▶ _GIVEN RECORDS_:
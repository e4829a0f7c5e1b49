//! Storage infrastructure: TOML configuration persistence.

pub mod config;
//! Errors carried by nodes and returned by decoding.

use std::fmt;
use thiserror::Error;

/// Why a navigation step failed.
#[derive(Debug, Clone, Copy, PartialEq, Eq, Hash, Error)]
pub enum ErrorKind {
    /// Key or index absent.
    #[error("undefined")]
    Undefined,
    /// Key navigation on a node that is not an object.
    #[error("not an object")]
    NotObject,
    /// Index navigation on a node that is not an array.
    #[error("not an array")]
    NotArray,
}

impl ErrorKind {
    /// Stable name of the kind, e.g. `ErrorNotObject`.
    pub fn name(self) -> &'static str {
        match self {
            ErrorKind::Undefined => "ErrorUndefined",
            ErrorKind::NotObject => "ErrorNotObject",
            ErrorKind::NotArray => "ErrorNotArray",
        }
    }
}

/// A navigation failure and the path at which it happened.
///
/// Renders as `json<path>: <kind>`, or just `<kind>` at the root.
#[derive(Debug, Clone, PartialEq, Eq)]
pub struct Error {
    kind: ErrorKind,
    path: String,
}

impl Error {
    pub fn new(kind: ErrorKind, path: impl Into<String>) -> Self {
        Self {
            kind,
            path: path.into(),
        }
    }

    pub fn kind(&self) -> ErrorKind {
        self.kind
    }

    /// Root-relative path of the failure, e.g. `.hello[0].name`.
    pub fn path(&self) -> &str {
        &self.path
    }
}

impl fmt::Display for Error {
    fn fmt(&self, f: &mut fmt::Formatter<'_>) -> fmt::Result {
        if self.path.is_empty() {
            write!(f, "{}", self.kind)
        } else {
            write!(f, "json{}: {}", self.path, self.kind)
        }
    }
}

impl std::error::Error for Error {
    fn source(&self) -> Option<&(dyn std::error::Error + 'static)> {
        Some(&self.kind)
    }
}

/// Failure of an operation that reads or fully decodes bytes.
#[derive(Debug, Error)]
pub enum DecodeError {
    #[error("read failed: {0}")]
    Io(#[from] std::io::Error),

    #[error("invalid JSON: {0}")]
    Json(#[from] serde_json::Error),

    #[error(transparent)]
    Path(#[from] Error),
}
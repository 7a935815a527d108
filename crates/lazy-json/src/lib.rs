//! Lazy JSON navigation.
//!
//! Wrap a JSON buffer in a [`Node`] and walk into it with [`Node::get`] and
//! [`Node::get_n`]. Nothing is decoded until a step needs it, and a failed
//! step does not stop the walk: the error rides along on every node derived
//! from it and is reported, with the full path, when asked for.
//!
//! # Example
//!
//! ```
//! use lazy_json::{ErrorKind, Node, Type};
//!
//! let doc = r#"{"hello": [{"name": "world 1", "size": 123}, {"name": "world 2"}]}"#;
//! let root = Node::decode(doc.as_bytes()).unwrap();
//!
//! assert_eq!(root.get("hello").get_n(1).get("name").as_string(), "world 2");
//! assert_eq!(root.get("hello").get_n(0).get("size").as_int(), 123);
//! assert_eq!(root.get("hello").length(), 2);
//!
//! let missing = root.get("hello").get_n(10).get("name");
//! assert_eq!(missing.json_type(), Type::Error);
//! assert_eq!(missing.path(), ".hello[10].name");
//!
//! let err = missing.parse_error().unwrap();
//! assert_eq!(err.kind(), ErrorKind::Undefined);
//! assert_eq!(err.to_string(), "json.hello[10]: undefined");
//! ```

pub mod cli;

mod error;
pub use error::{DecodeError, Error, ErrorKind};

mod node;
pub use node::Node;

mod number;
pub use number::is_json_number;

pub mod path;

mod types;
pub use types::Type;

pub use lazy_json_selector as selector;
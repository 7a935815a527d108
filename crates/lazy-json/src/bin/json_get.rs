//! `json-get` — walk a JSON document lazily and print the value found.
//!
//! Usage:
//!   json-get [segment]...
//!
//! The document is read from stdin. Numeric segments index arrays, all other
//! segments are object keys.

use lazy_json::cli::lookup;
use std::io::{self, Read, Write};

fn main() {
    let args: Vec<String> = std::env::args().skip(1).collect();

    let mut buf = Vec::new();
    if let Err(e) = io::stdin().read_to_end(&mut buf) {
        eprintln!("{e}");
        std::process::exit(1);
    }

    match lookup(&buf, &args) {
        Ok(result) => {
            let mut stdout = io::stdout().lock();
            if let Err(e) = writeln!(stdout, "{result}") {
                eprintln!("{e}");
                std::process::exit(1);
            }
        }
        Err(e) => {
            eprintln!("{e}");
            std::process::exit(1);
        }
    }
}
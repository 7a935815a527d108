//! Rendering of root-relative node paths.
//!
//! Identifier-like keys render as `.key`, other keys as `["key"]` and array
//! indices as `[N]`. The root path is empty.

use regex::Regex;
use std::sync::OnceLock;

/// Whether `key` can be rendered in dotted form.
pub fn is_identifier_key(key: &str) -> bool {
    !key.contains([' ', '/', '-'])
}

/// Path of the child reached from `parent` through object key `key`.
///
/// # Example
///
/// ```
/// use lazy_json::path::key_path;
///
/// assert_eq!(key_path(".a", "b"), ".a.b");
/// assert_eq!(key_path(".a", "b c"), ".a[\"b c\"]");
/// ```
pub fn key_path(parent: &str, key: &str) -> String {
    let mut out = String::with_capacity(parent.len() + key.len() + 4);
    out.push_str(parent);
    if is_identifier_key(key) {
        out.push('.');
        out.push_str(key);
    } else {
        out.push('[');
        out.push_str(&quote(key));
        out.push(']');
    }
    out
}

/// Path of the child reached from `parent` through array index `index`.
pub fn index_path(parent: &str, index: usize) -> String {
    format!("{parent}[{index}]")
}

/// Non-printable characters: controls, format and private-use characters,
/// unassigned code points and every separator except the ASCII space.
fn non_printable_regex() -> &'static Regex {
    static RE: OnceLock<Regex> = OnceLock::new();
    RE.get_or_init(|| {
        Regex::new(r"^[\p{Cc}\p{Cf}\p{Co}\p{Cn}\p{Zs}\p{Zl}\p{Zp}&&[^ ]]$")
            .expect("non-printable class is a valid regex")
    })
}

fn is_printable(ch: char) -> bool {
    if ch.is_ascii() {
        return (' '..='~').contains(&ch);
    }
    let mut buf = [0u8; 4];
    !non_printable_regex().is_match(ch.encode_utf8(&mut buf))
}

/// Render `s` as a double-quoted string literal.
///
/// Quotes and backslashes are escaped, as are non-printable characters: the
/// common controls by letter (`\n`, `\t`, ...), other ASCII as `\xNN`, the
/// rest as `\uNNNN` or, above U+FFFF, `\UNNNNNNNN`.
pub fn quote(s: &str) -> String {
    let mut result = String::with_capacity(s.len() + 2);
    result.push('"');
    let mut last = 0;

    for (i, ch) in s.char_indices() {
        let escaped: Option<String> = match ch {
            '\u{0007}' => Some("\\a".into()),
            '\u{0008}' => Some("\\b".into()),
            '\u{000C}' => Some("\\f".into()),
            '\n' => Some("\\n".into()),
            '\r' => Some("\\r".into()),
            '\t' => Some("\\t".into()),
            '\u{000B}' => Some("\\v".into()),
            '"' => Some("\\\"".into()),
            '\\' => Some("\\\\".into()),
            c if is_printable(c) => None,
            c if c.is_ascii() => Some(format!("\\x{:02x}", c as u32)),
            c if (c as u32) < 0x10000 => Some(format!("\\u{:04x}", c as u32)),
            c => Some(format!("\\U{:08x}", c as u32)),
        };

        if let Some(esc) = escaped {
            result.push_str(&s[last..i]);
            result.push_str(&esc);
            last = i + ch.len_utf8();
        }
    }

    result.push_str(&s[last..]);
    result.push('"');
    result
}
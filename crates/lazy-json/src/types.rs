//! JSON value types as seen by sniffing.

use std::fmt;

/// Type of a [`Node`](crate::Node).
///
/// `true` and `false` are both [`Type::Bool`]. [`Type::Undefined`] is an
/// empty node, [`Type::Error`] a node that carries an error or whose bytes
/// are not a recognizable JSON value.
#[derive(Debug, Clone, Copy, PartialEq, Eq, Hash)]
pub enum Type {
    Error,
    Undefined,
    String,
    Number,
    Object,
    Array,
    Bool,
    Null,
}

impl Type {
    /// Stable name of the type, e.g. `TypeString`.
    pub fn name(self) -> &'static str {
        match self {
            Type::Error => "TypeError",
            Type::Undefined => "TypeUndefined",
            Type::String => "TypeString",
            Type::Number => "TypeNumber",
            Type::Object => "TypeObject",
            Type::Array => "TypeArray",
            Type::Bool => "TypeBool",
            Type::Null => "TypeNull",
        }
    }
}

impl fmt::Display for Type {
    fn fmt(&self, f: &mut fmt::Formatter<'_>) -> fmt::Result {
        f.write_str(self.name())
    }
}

▶ _REQUIRED WORK_:
Say how many lines of the data include the string "segments". Nothing other than the number should be given.

▶ _RESPONSE_:
2